//! In-memory LRU store bounded by the total size of cached bodies.
use crate::{Cache, CacheEntry, CacheError};
use async_trait::async_trait;
use lru::LruCache;
use std::sync::{Mutex, MutexGuard, PoisonError};
use tracing::trace;

const DEFAULT_MEMORY_BYTES: usize = 1024 * 1024;

struct MemoryInner {
    entries: LruCache<String, CacheEntry>,
    bytes: usize,
}

pub struct InMemoryCache {
    inner: Mutex<MemoryInner>,
    max_bytes: usize,
}

impl InMemoryCache {
    pub fn new() -> Self {
        Self::with_max_bytes(DEFAULT_MEMORY_BYTES)
    }

    pub fn with_max_bytes(max_bytes: usize) -> Self {
        Self {
            inner: Mutex::new(MemoryInner {
                entries: LruCache::unbounded(),
                bytes: 0,
            }),
            max_bytes,
        }
    }

    fn lock(&self) -> MutexGuard<'_, MemoryInner> {
        self.inner.lock().unwrap_or_else(PoisonError::into_inner)
    }

    pub fn len(&self) -> usize {
        self.lock().entries.len()
    }

    pub fn is_empty(&self) -> bool {
        self.lock().entries.is_empty()
    }

    /// Total size of cached bodies.
    pub fn size_bytes(&self) -> usize {
        self.lock().bytes
    }
}

impl Default for InMemoryCache {
    fn default() -> Self {
        Self::new()
    }
}

#[async_trait]
impl Cache for InMemoryCache {
    async fn get(&self, key: &str) -> Result<Option<CacheEntry>, CacheError> {
        Ok(self.lock().entries.get(key).cloned())
    }

    async fn put(&self, key: &str, entry: CacheEntry) -> Result<(), CacheError> {
        let size = entry.size();
        if size > self.max_bytes {
            trace!(key, size, "entry larger than the whole cache, skipped");
            return Ok(());
        }

        let mut inner = self.lock();
        if let Some(old) = inner.entries.put(key.to_string(), entry) {
            inner.bytes -= old.size();
        }
        inner.bytes += size;

        while inner.bytes > self.max_bytes {
            match inner.entries.pop_lru() {
                Some((evicted, old)) => {
                    inner.bytes -= old.size();
                    trace!(key = %evicted, "evicted");
                }
                None => break,
            }
        }
        Ok(())
    }

    async fn remove(&self, key: &str) -> Result<(), CacheError> {
        let mut inner = self.lock();
        if let Some(old) = inner.entries.pop(key) {
            inner.bytes -= old.size();
        }
        Ok(())
    }

    async fn clear(&self) -> Result<(), CacheError> {
        let mut inner = self.lock();
        inner.entries.clear();
        inner.bytes = 0;
        Ok(())
    }
}

impl std::fmt::Debug for InMemoryCache {
    fn fmt(&self, f: &mut std::fmt::Formatter<'_>) -> std::fmt::Result {
        let inner = self.lock();
        f.debug_struct("InMemoryCache")
            .field("entries", &inner.entries.len())
            .field("bytes", &inner.bytes)
            .field("max_bytes", &self.max_bytes)
            .finish()
    }
}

++++

▸ **WORK TASK**
Whenever a line of the listing contains the word "PoisonError", it counts; say the total only.

▸ **EXERCISE RESULT**
2